==== Given records

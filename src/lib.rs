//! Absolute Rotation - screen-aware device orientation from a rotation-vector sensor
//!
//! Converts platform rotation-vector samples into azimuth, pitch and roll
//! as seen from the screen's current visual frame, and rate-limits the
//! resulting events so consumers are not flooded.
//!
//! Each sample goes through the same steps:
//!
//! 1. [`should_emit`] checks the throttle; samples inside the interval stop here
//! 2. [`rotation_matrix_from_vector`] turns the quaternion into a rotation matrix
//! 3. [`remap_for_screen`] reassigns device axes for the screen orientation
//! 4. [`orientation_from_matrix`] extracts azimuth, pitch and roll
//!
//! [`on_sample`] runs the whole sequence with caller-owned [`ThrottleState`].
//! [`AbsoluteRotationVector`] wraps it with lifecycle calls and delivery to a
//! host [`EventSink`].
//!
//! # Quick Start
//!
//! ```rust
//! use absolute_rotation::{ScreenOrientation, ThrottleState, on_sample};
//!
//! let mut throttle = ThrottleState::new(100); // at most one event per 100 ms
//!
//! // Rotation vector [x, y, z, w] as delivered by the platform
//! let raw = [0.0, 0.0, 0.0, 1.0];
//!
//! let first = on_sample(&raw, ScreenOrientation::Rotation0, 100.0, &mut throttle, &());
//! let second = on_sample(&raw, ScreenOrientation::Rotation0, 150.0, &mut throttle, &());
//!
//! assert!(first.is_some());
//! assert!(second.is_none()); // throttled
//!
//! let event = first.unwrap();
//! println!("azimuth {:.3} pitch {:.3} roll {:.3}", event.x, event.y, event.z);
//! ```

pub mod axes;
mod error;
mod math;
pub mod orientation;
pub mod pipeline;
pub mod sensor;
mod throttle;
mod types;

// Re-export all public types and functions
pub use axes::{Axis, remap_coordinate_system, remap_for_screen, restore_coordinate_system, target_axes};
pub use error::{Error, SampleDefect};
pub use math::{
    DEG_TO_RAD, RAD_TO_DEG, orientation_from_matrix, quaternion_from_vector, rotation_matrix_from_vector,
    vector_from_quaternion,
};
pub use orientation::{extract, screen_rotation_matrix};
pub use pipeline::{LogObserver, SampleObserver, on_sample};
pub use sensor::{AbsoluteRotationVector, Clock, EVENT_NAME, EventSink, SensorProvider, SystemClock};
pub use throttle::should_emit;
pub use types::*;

========
==== Given records

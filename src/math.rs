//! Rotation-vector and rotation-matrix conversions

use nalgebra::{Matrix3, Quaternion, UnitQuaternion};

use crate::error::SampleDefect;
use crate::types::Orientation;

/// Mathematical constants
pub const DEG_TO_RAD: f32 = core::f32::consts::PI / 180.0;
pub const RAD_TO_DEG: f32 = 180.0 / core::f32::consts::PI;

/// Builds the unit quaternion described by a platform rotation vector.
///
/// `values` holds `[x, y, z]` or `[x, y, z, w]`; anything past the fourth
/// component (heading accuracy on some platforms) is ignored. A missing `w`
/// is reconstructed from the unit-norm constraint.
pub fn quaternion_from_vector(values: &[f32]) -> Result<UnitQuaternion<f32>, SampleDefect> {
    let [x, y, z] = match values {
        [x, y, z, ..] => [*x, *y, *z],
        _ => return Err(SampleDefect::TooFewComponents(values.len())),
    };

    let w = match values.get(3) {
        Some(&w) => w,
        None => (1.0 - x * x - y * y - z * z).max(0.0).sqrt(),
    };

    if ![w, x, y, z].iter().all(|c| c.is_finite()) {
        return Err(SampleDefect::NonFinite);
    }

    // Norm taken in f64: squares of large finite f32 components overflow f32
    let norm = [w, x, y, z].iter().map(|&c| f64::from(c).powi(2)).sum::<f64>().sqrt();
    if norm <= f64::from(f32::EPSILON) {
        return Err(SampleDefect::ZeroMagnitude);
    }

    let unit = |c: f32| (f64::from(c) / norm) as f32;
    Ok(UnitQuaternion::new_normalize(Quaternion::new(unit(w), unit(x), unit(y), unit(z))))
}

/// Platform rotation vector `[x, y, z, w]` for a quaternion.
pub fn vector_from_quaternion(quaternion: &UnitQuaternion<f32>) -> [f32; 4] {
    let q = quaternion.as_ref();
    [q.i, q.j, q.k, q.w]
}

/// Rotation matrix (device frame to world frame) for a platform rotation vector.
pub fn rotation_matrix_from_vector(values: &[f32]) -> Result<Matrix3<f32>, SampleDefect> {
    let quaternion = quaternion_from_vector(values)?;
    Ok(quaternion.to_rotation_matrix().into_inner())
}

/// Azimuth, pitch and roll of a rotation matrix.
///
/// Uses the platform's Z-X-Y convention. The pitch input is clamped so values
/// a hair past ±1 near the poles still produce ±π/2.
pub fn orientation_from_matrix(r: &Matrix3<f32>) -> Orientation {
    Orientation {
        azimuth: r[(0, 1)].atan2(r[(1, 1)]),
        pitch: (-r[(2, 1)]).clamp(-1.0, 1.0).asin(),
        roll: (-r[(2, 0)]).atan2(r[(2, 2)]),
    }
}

========
==== Given records

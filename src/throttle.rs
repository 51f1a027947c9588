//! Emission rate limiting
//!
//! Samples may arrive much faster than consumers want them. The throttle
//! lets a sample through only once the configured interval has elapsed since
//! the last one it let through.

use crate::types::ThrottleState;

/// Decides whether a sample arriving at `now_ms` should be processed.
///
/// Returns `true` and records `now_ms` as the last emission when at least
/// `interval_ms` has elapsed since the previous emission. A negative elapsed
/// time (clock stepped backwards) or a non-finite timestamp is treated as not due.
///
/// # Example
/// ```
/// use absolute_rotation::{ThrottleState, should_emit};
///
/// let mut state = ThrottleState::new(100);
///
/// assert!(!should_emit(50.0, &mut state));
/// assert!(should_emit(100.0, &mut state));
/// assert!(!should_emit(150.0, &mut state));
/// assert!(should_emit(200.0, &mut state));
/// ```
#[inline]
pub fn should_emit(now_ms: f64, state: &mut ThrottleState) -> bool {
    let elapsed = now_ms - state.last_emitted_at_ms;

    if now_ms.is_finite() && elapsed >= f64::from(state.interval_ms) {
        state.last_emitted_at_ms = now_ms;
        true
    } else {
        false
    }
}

========

Could you return exactly the lines above from the line with "by a platform rotation vector." to the line with "the unit-norm constraint.", both included, and nothing else?

/// Builds the unit quaternion described by a platform rotation vector.
///
/// `values` holds `[x, y, z]` or `[x, y, z, w]`; anything past the fourth
/// component (heading accuracy on some platforms) is ignored. A missing `w`
/// is reconstructed from the unit-norm constraint.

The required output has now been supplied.